> **Work task**: Each line below that includes the word "start" adds one to the count; give that count and nothing else.

> **Given data**:
************

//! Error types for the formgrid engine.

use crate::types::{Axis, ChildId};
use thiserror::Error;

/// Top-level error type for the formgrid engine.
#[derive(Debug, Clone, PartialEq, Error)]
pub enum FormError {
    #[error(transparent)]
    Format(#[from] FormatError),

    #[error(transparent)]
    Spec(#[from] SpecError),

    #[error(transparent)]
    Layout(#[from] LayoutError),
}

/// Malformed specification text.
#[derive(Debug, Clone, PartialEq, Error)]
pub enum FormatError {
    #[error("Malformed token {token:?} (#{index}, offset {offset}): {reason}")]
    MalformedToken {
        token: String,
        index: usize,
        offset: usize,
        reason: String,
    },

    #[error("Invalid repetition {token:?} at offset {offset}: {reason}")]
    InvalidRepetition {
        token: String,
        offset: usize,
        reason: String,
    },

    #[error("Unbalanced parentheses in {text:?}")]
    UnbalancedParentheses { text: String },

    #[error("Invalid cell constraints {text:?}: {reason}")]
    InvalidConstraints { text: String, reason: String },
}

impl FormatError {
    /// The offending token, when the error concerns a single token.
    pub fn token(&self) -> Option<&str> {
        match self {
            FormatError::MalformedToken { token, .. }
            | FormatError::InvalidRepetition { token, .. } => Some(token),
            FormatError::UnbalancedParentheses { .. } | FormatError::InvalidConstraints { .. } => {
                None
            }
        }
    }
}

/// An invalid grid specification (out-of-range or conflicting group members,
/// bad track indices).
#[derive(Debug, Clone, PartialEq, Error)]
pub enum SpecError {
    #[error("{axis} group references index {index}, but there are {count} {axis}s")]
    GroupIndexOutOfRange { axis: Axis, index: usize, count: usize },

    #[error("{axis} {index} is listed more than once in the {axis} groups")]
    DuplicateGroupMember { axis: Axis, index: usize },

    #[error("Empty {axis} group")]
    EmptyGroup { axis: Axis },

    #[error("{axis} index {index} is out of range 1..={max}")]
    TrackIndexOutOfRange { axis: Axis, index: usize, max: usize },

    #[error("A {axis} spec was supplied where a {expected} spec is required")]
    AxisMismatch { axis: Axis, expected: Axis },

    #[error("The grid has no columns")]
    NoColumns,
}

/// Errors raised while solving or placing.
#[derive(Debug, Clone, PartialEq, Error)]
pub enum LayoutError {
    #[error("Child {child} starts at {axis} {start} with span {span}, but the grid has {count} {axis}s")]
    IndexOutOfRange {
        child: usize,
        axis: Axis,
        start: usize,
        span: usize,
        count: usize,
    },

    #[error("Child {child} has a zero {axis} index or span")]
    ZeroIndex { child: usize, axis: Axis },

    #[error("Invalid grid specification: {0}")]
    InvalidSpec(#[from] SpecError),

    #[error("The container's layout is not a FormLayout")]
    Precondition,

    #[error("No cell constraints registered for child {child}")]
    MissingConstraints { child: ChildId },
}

************

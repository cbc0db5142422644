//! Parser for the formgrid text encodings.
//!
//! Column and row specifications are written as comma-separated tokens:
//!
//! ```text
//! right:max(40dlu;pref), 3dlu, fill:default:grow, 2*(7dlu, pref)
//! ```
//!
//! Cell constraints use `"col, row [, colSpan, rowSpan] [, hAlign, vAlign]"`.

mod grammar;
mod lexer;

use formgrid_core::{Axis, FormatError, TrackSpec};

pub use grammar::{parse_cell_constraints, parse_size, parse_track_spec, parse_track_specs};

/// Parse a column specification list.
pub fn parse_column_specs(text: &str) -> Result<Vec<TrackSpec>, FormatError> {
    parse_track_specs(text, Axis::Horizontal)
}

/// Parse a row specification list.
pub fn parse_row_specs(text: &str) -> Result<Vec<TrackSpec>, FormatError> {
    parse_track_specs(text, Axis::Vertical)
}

************

> **Result below**: 2